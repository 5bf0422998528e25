//! Win/loss statistics collaborator. The controller only reports finished
//! games; how and where the counters are kept is up to the store.

use std::fs;
use std::path::{Path, PathBuf};

use serde::{Deserialize, Serialize};
use tracing::{debug, warn};

use crate::error::StatsError;
use crate::game::{GameOutcome, Player};

/// Default file name for persisted stats.
pub const DEFAULT_STATS_FILE: &str = "connect_four_stats.json";

/// Counters over completed games. Draws only count towards `games_played`.
#[derive(Debug, Clone, Copy, Default, PartialEq, Eq, Serialize, Deserialize)]
#[serde(rename_all = "camelCase")]
pub struct GameStats {
    pub player_wins: u64,
    pub ai_wins: u64,
    pub games_played: u64,
}

impl GameStats {
    /// Fold one outcome into the counters. Returns `false` for an
    /// unfinished game, which is not counted.
    pub fn apply(&mut self, outcome: GameOutcome) -> bool {
        match outcome {
            GameOutcome::InProgress => return false,
            GameOutcome::Win(Player::Human) => self.player_wins += 1,
            GameOutcome::Win(Player::Ai) => self.ai_wins += 1,
            GameOutcome::Draw => {}
        }
        self.games_played += 1;
        true
    }

    pub fn draws(&self) -> u64 {
        self.games_played
            .saturating_sub(self.player_wins)
            .saturating_sub(self.ai_wins)
    }
}

/// Storage for [`GameStats`].
pub trait StatsStore {
    /// Record one completed game.
    fn record_outcome(&mut self, outcome: GameOutcome) -> Result<(), StatsError>;

    /// Current counters.
    fn stats(&self) -> GameStats;

    /// Zero every counter.
    fn reset_stats(&mut self) -> Result<(), StatsError>;
}

/// Stats kept only for the lifetime of the process.
#[derive(Debug, Default)]
pub struct InMemoryStats {
    stats: GameStats,
}

impl InMemoryStats {
    pub fn new() -> Self {
        Self::default()
    }
}

impl StatsStore for InMemoryStats {
    fn record_outcome(&mut self, outcome: GameOutcome) -> Result<(), StatsError> {
        if !self.stats.apply(outcome) {
            warn!("ignoring stats update for a game still in progress");
        }
        Ok(())
    }

    fn stats(&self) -> GameStats {
        self.stats
    }

    fn reset_stats(&mut self) -> Result<(), StatsError> {
        self.stats = GameStats::default();
        Ok(())
    }
}

/// Stats persisted as a small JSON document, rewritten after every update.
#[derive(Debug)]
pub struct JsonFileStats {
    path: PathBuf,
    stats: GameStats,
}

impl JsonFileStats {
    /// Open the stats file. A missing file starts from zero; a corrupt one is
    /// reported and also starts from zero.
    pub fn open(path: impl Into<PathBuf>) -> Result<Self, StatsError> {
        let path = path.into();
        let stats = match fs::read_to_string(&path) {
            Ok(json) => serde_json::from_str(&json).unwrap_or_else(|err| {
                warn!(path = %path.display(), %err, "unreadable stats file, starting fresh");
                GameStats::default()
            }),
            Err(err) if err.kind() == std::io::ErrorKind::NotFound => GameStats::default(),
            Err(source) => return Err(StatsError::Read { path, source }),
        };
        debug!(path = %path.display(), ?stats, "loaded stats");
        Ok(JsonFileStats { path, stats })
    }

    pub fn path(&self) -> &Path {
        &self.path
    }

    /// Write `stats` to disk. The in-memory counters are left to the caller
    /// so they only move once the file has.
    fn save(&self, stats: &GameStats) -> Result<(), StatsError> {
        let json = serde_json::to_string_pretty(stats)?;
        let write_err = |source| StatsError::Write {
            path: self.path.clone(),
            source,
        };

        if let Some(parent) = self.path.parent().filter(|p| !p.as_os_str().is_empty()) {
            fs::create_dir_all(parent).map_err(write_err)?;
        }

        // Write then rename so a crash never leaves a truncated file
        let tmp = self.path.with_extension("json.tmp");
        fs::write(&tmp, json).map_err(write_err)?;
        fs::rename(&tmp, &self.path).map_err(write_err)?;
        Ok(())
    }
}

impl StatsStore for JsonFileStats {
    fn record_outcome(&mut self, outcome: GameOutcome) -> Result<(), StatsError> {
        let mut next = self.stats;
        if !next.apply(outcome) {
            warn!("ignoring stats update for a game still in progress");
            return Ok(());
        }
        self.save(&next)?;
        self.stats = next;
        Ok(())
    }

    fn stats(&self) -> GameStats {
        self.stats
    }

    fn reset_stats(&mut self) -> Result<(), StatsError> {
        let next = GameStats::default();
        self.save(&next)?;
        self.stats = next;
        Ok(())
    }
}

=-=-=

● **Problem description**
Please repeat the entries above exactly as they read.

● **Reply to the exercise**
repository 5bf0422998528e25
//! Win/loss statistics collaborator. The controller only reports finished
//! games; how and where the counters are kept is up to the store.

use std::fs;
use std::path::{Path, PathBuf};

use serde::{Deserialize, Serialize};
use tracing::{debug, warn};

use crate::error::StatsError;
use crate::game::{GameOutcome, Player};

/// Default file name for persisted stats.
pub const DEFAULT_STATS_FILE: &str = "connect_four_stats.json";

/// Counters over completed games. Draws only count towards `games_played`.
#[derive(Debug, Clone, Copy, Default, PartialEq, Eq, Serialize, Deserialize)]
#[serde(rename_all = "camelCase")]
pub struct GameStats {
    pub player_wins: u64,
    pub ai_wins: u64,
    pub games_played: u64,
}

impl GameStats {
    /// Fold one outcome into the counters. Returns `false` for an
    /// unfinished game, which is not counted.
    pub fn apply(&mut self, outcome: GameOutcome) -> bool {
        match outcome {
            GameOutcome::InProgress => return false,
            GameOutcome::Win(Player::Human) => self.player_wins += 1,
            GameOutcome::Win(Player::Ai) => self.ai_wins += 1,
            GameOutcome::Draw => {}
        }
        self.games_played += 1;
        true
    }

    pub fn draws(&self) -> u64 {
        self.games_played
            .saturating_sub(self.player_wins)
            .saturating_sub(self.ai_wins)
    }
}

/// Storage for [`GameStats`].
pub trait StatsStore {
    /// Record one completed game.
    fn record_outcome(&mut self, outcome: GameOutcome) -> Result<(), StatsError>;

    /// Current counters.
    fn stats(&self) -> GameStats;

    /// Zero every counter.
    fn reset_stats(&mut self) -> Result<(), StatsError>;
}

/// Stats kept only for the lifetime of the process.
#[derive(Debug, Default)]
pub struct InMemoryStats {
    stats: GameStats,
}

impl InMemoryStats {
    pub fn new() -> Self {
        Self::default()
    }
}

impl StatsStore for InMemoryStats {
    fn record_outcome(&mut self, outcome: GameOutcome) -> Result<(), StatsError> {
        if !self.stats.apply(outcome) {
            warn!("ignoring stats update for a game still in progress");
        }
        Ok(())
    }

    fn stats(&self) -> GameStats {
        self.stats
    }

    fn reset_stats(&mut self) -> Result<(), StatsError> {
        self.stats = GameStats::default();
        Ok(())
    }
}

/// Stats persisted as a small JSON document, rewritten after every update.
#[derive(Debug)]
pub struct JsonFileStats {
    path: PathBuf,
    stats: GameStats,
}

impl JsonFileStats {
    /// Open the stats file. A missing file starts from zero; a corrupt one is
    /// reported and also starts from zero.
    pub fn open(path: impl Into<PathBuf>) -> Result<Self, StatsError> {
        let path = path.into();
        let stats = match fs::read_to_string(&path) {
            Ok(json) => serde_json::from_str(&json).unwrap_or_else(|err| {
                warn!(path = %path.display(), %err, "unreadable stats file, starting fresh");
                GameStats::default()
            }),
            Err(err) if err.kind() == std::io::ErrorKind::NotFound => GameStats::default(),
            Err(source) => return Err(StatsError::Read { path, source }),
        };
        debug!(path = %path.display(), ?stats, "loaded stats");
        Ok(JsonFileStats { path, stats })
    }

    pub fn path(&self) -> &Path {
        &self.path
    }

    /// Write `stats` to disk. The in-memory counters are left to the caller
    /// so they only move once the file has.
    fn save(&self, stats: &GameStats) -> Result<(), StatsError> {
        let json = serde_json::to_string_pretty(stats)?;
        let write_err = |source| StatsError::Write {
            path: self.path.clone(),
            source,
        };

        if let Some(parent) = self.path.parent().filter(|p| !p.as_os_str().is_empty()) {
            fs::create_dir_all(parent).map_err(write_err)?;
        }

        // Write then rename so a crash never leaves a truncated file
        let tmp = self.path.with_extension("json.tmp");
        fs::write(&tmp, json).map_err(write_err)?;
        fs::rename(&tmp, &self.path).map_err(write_err)?;
        Ok(())
    }
}

impl StatsStore for JsonFileStats {
    fn record_outcome(&mut self, outcome: GameOutcome) -> Result<(), StatsError> {
        let mut next = self.stats;
        if !next.apply(outcome) {
            warn!("ignoring stats update for a game still in progress");
            return Ok(());
        }
        self.save(&next)?;
        self.stats = next;
        Ok(())
    }

    fn stats(&self) -> GameStats {
        self.stats
    }

    fn reset_stats(&mut self) -> Result<(), StatsError> {
        let next = GameStats::default();
        self.save(&next)?;
        self.stats = next;
        Ok(())
    }
}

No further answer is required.